> Input records:

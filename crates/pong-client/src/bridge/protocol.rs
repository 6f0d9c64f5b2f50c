//! HTTP contract with the game server.
//!
//! Requests are described as data: the web layer turns an [`ApiRequest`] into
//! a `fetch` call and hands the raw reply body back to [`ApiCall::decode`].
//!
//! ```text
//! POST /start                 -> {game_id, state}
//! GET  /state?game_id=ID      -> {state}
//! POST /move   {game_id, direction}
//!                             -> {state}
//! POST /save_score {username, score}
//!                             -> (ignored)
//! GET  /high_scores           -> {high_scores: [{username, score, date}]}
//! ```

use crate::api::types::{
    Direction, GameState, HighScoreEntry, HighScoresReply, MoveBody, SaveScoreBody, StartReply,
    StateReply,
};
use crate::bridge::error::ClientError;
use percent_encoding::{utf8_percent_encode, AsciiSet, NON_ALPHANUMERIC};

/// Bytes escaped in query values: everything but the RFC 3986 unreserved set.
const QUERY_VALUE: &AsciiSet = &NON_ALPHANUMERIC
    .remove(b'-')
    .remove(b'_')
    .remove(b'.')
    .remove(b'~');

/// Content type of every request body.
pub const JSON_CONTENT_TYPE: &str = "application/json";

#[derive(Debug, Clone, Copy, PartialEq, Eq)]
pub enum Method {
    Get,
    Post,
}

impl Method {
    pub fn as_str(self) -> &'static str {
        match self {
            Method::Get => "GET",
            Method::Post => "POST",
        }
    }
}

/// Identifier of an issued request. Monotonic per controller, so it doubles
/// as the ordering key for state-bearing replies.
#[derive(Debug, Clone, Copy, PartialEq, Eq, PartialOrd, Ord, Hash)]
pub struct RequestId(pub u64);

/// One endpoint call with its arguments.
#[derive(Debug, Clone, PartialEq, Eq)]
pub enum ApiCall {
    Start,
    FetchState { game_id: String },
    Move { game_id: String, direction: Direction },
    SaveScore { username: String, score: u32 },
    FetchHighScores,
}

/// A call tagged with the id it was issued under.
#[derive(Debug, Clone, PartialEq, Eq)]
pub struct ApiRequest {
    pub id: RequestId,
    pub call: ApiCall,
}

/// Decoded reply, one variant per endpoint.
#[derive(Debug, Clone, PartialEq)]
pub enum Reply {
    Started { game_id: String, state: GameState },
    State(GameState),
    Moved(GameState),
    ScoreSaved,
    HighScores(Vec<HighScoreEntry>),
}

impl ApiCall {
    pub fn method(&self) -> Method {
        match self {
            ApiCall::FetchState { .. } | ApiCall::FetchHighScores => Method::Get,
            ApiCall::Start | ApiCall::Move { .. } | ApiCall::SaveScore { .. } => Method::Post,
        }
    }

    /// Path and query, relative to the API base URL.
    pub fn path(&self) -> String {
        match self {
            ApiCall::Start => "/start".to_string(),
            ApiCall::FetchState { game_id } => {
                format!("/state?game_id={}", utf8_percent_encode(game_id, QUERY_VALUE))
            }
            ApiCall::Move { .. } => "/move".to_string(),
            ApiCall::SaveScore { .. } => "/save_score".to_string(),
            ApiCall::FetchHighScores => "/high_scores".to_string(),
        }
    }

    /// JSON request body, if the endpoint takes one.
    pub fn body(&self) -> Result<Option<String>, ClientError> {
        let json = match self {
            ApiCall::Move { game_id, direction } => serde_json::to_string(&MoveBody {
                game_id,
                direction: *direction,
            }),
            ApiCall::SaveScore { username, score } => serde_json::to_string(&SaveScoreBody {
                username,
                score: *score,
            }),
            ApiCall::Start | ApiCall::FetchState { .. } | ApiCall::FetchHighScores => {
                return Ok(None)
            }
        };
        json.map(Some).map_err(|e| ClientError::Encode(e.to_string()))
    }

    /// Decode the raw reply body for this call.
    pub fn decode(&self, body: &str) -> Result<Reply, ClientError> {
        Ok(match self {
            ApiCall::Start => {
                let reply: StartReply = serde_json::from_str(body)?;
                Reply::Started {
                    game_id: reply.game_id,
                    state: reply.state,
                }
            }
            ApiCall::FetchState { .. } => Reply::State(serde_json::from_str::<StateReply>(body)?.state),
            ApiCall::Move { .. } => Reply::Moved(serde_json::from_str::<StateReply>(body)?.state),
            // The save acknowledgement carries nothing the client needs.
            ApiCall::SaveScore { .. } => Reply::ScoreSaved,
            ApiCall::FetchHighScores => {
                Reply::HighScores(serde_json::from_str::<HighScoresReply>(body)?.high_scores)
            }
        })
    }

    /// Short label used in log lines.
    pub fn label(&self) -> &'static str {
        match self {
            ApiCall::Start => "start",
            ApiCall::FetchState { .. } => "state",
            ApiCall::Move { .. } => "move",
            ApiCall::SaveScore { .. } => "save_score",
            ApiCall::FetchHighScores => "high_scores",
        }
    }
}

#[cfg(test)]
mod tests {
    use super::*;

    #[test]
    fn endpoint_table() {
        let cases = [
            (ApiCall::Start, Method::Post, "/start"),
            (
                ApiCall::FetchState { game_id: "g1".into() },
                Method::Get,
                "/state?game_id=g1",
            ),
            (
                ApiCall::Move { game_id: "g1".into(), direction: Direction::Up },
                Method::Post,
                "/move",
            ),
            (
                ApiCall::SaveScore { username: "ann".into(), score: 3 },
                Method::Post,
                "/save_score",
            ),
            (ApiCall::FetchHighScores, Method::Get, "/high_scores"),
        ];
        for (call, method, path) in cases {
            assert_eq!(call.method(), method, "{}", call.label());
            assert_eq!(call.path(), path);
        }
    }

    #[test]
    fn state_query_is_percent_encoded() {
        let call = ApiCall::FetchState { game_id: "a b&c=d".into() };
        assert_eq!(call.path(), "/state?game_id=a%20b%26c%3Dd");
        let uuid = ApiCall::FetchState { game_id: "3f2a-9c_1.x~".into() };
        assert_eq!(uuid.path(), "/state?game_id=3f2a-9c_1.x~");
        let unicode = ApiCall::FetchState { game_id: "é".into() };
        assert_eq!(unicode.path(), "/state?game_id=%C3%A9");
    }

    #[test]
    fn bodies() {
        assert_eq!(ApiCall::Start.body().unwrap(), None);
        assert_eq!(ApiCall::FetchHighScores.body().unwrap(), None);
        let save = ApiCall::SaveScore { username: "ann".into(), score: 5 };
        assert_eq!(
            save.body().unwrap().as_deref(),
            Some(r#"{"username":"ann","score":5}"#)
        );
    }

    #[test]
    fn decode_start_reply() {
        let body = r#"{"game_id":"g1","state":{"player_y":250,"computer_y":250,
            "ball_x":400,"ball_y":300,"player_score":0,"computer_score":0,"game_over":false}}"#;
        match ApiCall::Start.decode(body).unwrap() {
            Reply::Started { game_id, state } => {
                assert_eq!(game_id, "g1");
                assert_eq!(state.ball_x, 400.0);
            }
            other => panic!("unexpected reply {:?}", other),
        }
    }

    #[test]
    fn decode_high_scores_with_loose_scores() {
        let body = r#"{"high_scores":[
            {"username":"ann","score":3.0,"date":"2025-03-07T16:05:09"},
            {"username":"bo","score":-2,"date":"2025-03-07T16:05:09"},
            {"username":"cy","score":null,"date":"2025-03-07T16:05:09"},
            {"username":"di","date":"2025-03-07T16:05:09"}
        ]}"#;
        match ApiCall::FetchHighScores.decode(body).unwrap() {
            Reply::HighScores(entries) => assert_eq!(entries.len(), 4),
            other => panic!("unexpected reply {:?}", other),
        }
    }

    #[test]
    fn decode_save_ignores_body() {
        let save = ApiCall::SaveScore { username: "ann".into(), score: 5 };
        assert_eq!(save.decode("").unwrap(), Reply::ScoreSaved);
    }

    #[test]
    fn decode_error_reply_is_decode_error() {
        let err = ApiCall::FetchHighScores
            .decode(r#"{"error":"Invalid game_id"}"#)
            .unwrap_err();
        assert!(matches!(err, ClientError::Decode(_)), "got {:?}", err);
    }
}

> What you will do:
Please go line by line through the records above, copying each one that holds the string "StartReply".

> Your response:
    Direction, GameState, HighScoreEntry, HighScoresReply, MoveBody, SaveScoreBody, StartReply,
                let reply: StartReply = serde_json::from_str(body)?;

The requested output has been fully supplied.